Statistical analysis
All analyses were performed using the SPSS for Windows (Version 13.0; SPSS Inc., Chicago, IL, USA). Data were expressed as mean±SME. for quantitative values. Unless otherwise noted, data were analyzed using analysis of variance (ANOVA) followed by Tukey's post hoc tests. Correlation analysis was performed by calculating Spearman's rank correlation coefficient. P < 0.05 was considered statistically significant.
RESULTS
Effects of telmisartan treatment on body weight, blood lipid spectrum, FPG and insulin resistance
By the end of this study, as we expected, body weight gain, FPG and calculated HOMA-IR in the HF group were significantly higher than those of the control group (all P < 0.05). Under high-fat diet, long-term (20 weeks) treatment with telmisartan decreased the body weights of rats, which were significantly lower than those of the HF and control group (P < 0.05 in both, Table 1). Furthermore, telmisartan treatment decreased the levels of FPG and HOMA-IR, and improved insulin resistance compared with the HF group. The blood lipid spectrum of high-fat diet animals was significantly different from that of the control group, while TC, TG and LDL-c increased, HDL-c decreased in high-fat diet animals (P < 0.05, Table 1). Telmisartan treatment improved abnormality of plasma lipid and decreased the level of TG and LDL, but showed little effect on the level of TC and HDL-C.

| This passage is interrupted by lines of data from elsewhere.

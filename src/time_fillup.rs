//! Reconstruct a 24-bit ASTERIX time-of-day (`1/128 s`, wrapping at
//! `0x00A8C000`) from a partial 16-bit stamp. The case structure mirrors
//! `original_source/src/fillup.cpp`, but `ub0` is taken from bits 16..23 of
//! `last_tod` rather than bits 8..15: the missing byte being reconstructed
//! is the *top* octet of the 24-bit counter, not the middle one.
//!
//! State is owned per stream rather than process-global: `last_tod`,
//! `last_tod_available`, `after_midnight` live on a `TodClock` the caller
//! constructs once and threads through every record it decodes.

/// Midnight in `1/128 s` units: `24 * 3600 * 128`.
pub const MIDNIGHT: u32 = 0x00A8_C000;
/// One minute in `1/128 s` units, used to decide `after_midnight`.
const AFTER_MIDNIGHT_WINDOW: u32 = 7680;
/// Threshold (in units of the upper byte, i.e. 2 s each) for "near-equal
/// modulo 256" in case 2 of the fill-up algorithm.
const C2_THRESHOLD: i32 = 5;
const MAX_UB0_AFTER_MIDNIGHT: u8 = 1;

#[derive(Debug, Clone, Copy, PartialEq, Eq)]
pub enum TodFillResult {
    Tod(u32),
    Skip,
}

/// Per-category time-of-day reconstruction state.
#[derive(Debug, Clone, Copy, Default)]
pub struct TodClock {
    last_tod: Option<u32>,
    after_midnight: bool,
}

impl TodClock {
    pub fn new() -> Self {
        Self::default()
    }

    pub fn last_tod_available(&self) -> bool {
        self.last_tod.is_some()
    }

    /// Reconstruct the full 24-bit time-of-day from `partial` (the low 16
    /// bits of the 1/128 s counter). `Skip` when no full baseline is known
    /// yet: decoding is total with respect to `last_tod_available == false`,
    /// since no time field ever appears on the wire without a full baseline
    /// already having been established earlier in the stream.
    pub fn fill_up(&mut self, partial: u16) -> TodFillResult {
        let Some(last_tod) = self.last_tod else {
            return TodFillResult::Skip;
        };

        let mut tod = last_tod & 0x00FF_0000;
        let ub0 = ((last_tod >> 16) & 0xFF) as u8;
        let ub1 = ((partial >> 8) & 0xFF) as u8;

        let ub_diff = (ub0 as i32 - ub1 as i32).abs();
        let case2 = ub_diff <= C2_THRESHOLD || ub_diff >= 255 - C2_THRESHOLD;

        let merged = if ub0 == 0xFF && ub1 == 0x00 {
            // Case 1: partial time of day is one unit higher.
            tod |= partial as u32 & 0x0000_FFFF;
            tod = tod.wrapping_add(0x0001_0000);
            true
        } else if case2 {
            // Case 2: upper bytes fit (somehow).
            if self.after_midnight && ub0 <= MAX_UB0_AFTER_MIDNIGHT && ub1 >= 0xBD {
                tod = 0x00A8_0000 | (partial as u32 & 0x0000_FFFF);
            } else {
                tod |= partial as u32 & 0x0000_FFFF;
                if partial > 0xFA00 && (last_tod & 0x0000_FFFF) < 0x0500 {
                    tod = tod.wrapping_sub(0x0001_0000);
                }
            }
            true
        } else if ub0 > 245 && 256 + ub1 as i32 < ub0 as i32 + 10 {
            // Case 3: fit near overflow.
            tod |= partial as u32 & 0x0000_FFFF;
            true
        } else if (last_tod & 0x00FF_FF00) >= 0x00A8_BD00 {
            // Case 4: crossing midnight.
            tod = partial as u32;
            true
        } else {
            false
        };

        if !merged {
            return TodFillResult::Skip;
        }

        if tod > last_tod && (!self.after_midnight || tod <= AFTER_MIDNIGHT_WINDOW) {
            self.last_tod = Some(tod);
            self.after_midnight = tod <= AFTER_MIDNIGHT_WINDOW;
        }

        TodFillResult::Tod(tod)
    }

    /// Record a fully-qualified time-of-day observation (e.g. from a
    /// service message carrying the full 24-bit stamp), establishing or
    /// advancing the baseline directly.
    pub fn observe_full(&mut self, tod: u32) {
        let tod = tod & 0x00FF_FFFF;
        let should_update = match self.last_tod {
            Some(last) => tod > last,
            None => true,
        };
        if should_update {
            self.last_tod = Some(tod);
            self.after_midnight = tod <= AFTER_MIDNIGHT_WINDOW;
        }
    }
}

#[cfg(test)]
mod tests {
    use super::*;

    #[test]
    fn skip_without_baseline() {
        let mut clock = TodClock::new();
        assert_eq!(clock.fill_up(0x0008), TodFillResult::Skip);
    }

    #[test]
    fn rollover_increments_top_byte() {
        let mut clock = TodClock::new();
        clock.observe_full(0x00FF_F000);
        assert_eq!(clock.fill_up(0x0008), TodFillResult::Tod(0x0100_0008));
    }

    #[test]
    fn midnight_crossing_replaces_baseline() {
        let mut clock = TodClock::new();
        clock.observe_full(0x00A8_BF00);
        assert_eq!(clock.fill_up(0x0100), TodFillResult::Tod(0x0000_0100));
    }

    #[test]
    fn idempotent_for_same_partial_without_state_change() {
        let mut clock = TodClock::new();
        clock.observe_full(0x0010_0000);
        let first = clock.fill_up(0x0100);
        let second = clock.fill_up(0x0100);
        assert_eq!(first, second);
    }

    #[test]
    fn after_midnight_rewinds_to_before_midnight() {
        let mut clock = TodClock::new();
        // Establish a baseline just after midnight.
        clock.observe_full(0x0000_0100);
        assert!(clock.after_midnight);
        // A partial time whose upper byte wraps close to 0xFF (large
        // ub_diff against the small ub0 just after midnight) should rewind
        // into the previous day rather than treating it as a forward jump.
        let result = clock.fill_up(0xFE00);
        assert_eq!(result, TodFillResult::Tod(0x00A8_FE00));
    }
}
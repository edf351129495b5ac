//! Category 017 — Mode S data link service messages.
use crate::core::{ItemDescriptor, Shape, Uap};
use crate::domain::{DomainRecord, ServiceStepRecord};
use crate::error::DecodeError;

const CAT: u8 = 17;

fn i010(buf: &[u8], record: &mut DomainRecord) -> Result<(), DecodeError> {
    let r = record.as_service_step_mut();
    r.data_source_sac = Some(buf[0]);
    r.data_source_sic = Some(buf[1]);
    Ok(())
}

fn i000(buf: &[u8], record: &mut DomainRecord) -> Result<(), DecodeError> {
    record.as_service_step_mut().message_type = Some(buf[0]);
    Ok(())
}

static I010: ItemDescriptor = ItemDescriptor { category: CAT, item_no: "I017/010", shape: Shape::Fixed { len: 2, extract: i010 } };
static I000: ItemDescriptor = ItemDescriptor { category: CAT, item_no: "I017/000", shape: Shape::Fixed { len: 1, extract: i000 } };

static UAP: Uap = Uap::empty(2, 1).with_slot(1, &I010).with_slot(2, &I000);

pub fn uap() -> &'static Uap {
    &UAP
}

pub fn decode_record(buf: &[u8], record_len: usize) -> Result<(DomainRecord, usize), DecodeError> {
    crate::infra::codec::engine::decode_items_into(
        CAT,
        uap(),
        buf,
        record_len,
        DomainRecord::ServiceStep(ServiceStepRecord::default()),
    )
}

#[cfg(test)]
mod tests {
    use super::*;

    #[test]
    fn decodes_data_source_and_message_type() {
        let buf = [0b1100_0000u8, 3, 4, 9];
        let (record, _) = decode_record(&buf, buf.len()).unwrap();
        let r = match record {
            DomainRecord::ServiceStep(r) => r,
            _ => unreachable!(),
        };
        assert_eq!(r.data_source_sac, Some(3));
        assert_eq!(r.data_source_sic, Some(4));
        assert_eq!(r.message_type, Some(9));
    }
}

Table 1. Effects of telmisartan on body weight, FPG and HOMA-IR, and levels of blood lipid components.
| Group | Body weight (g) | FPG(mmol/L) | HOMA-IR | TC(mmol/L) | TG(mmol/L) | LDL-C | HDL-C(mmol/L) |
| Control (n = 10) | 713.10 ± 8.85 | 6.02 ± 1.08 | 7.12 ± 1.38 | 6.12 ± 1.16 | 0.85 ± 0.32 | 1.23 ± 0.43 | 2.12 ± 0.24 |
| HF (n = 10) | 791.20 ± 10.39* | 9.37 ± 1.03* | 24.03 ± 2.67* | 7.67 ± 0.41* | 1.31 ± 0.59* | 2.11 ± 0.80 | 1.52 ± 0.33* |
| HFT (n = 9) | 694.00 ± 10.56# | 7.49 ± 1.29# | 9.81 ± 1.84# | 7.60 ± 0.58* | 0.99 ± 0.58# | 1.16 ± 0.34# | 1.52 ± 0.36* |
Note: mice in the HF group received high fat diet and in the HFT group received high fat diet and telmisartan. *P < 0.05, vs the control group; #P < 0.05, vs the HF group. FPG: fasting plasma glucose; HOMA-IR: homeostasis model assessment index of insulin resistance; HDL-C: high-density lipoprotein cholesterol; LDL-C: low-density lipoprotein cholesterol; TC: total cholesterol; TG: triglyceride.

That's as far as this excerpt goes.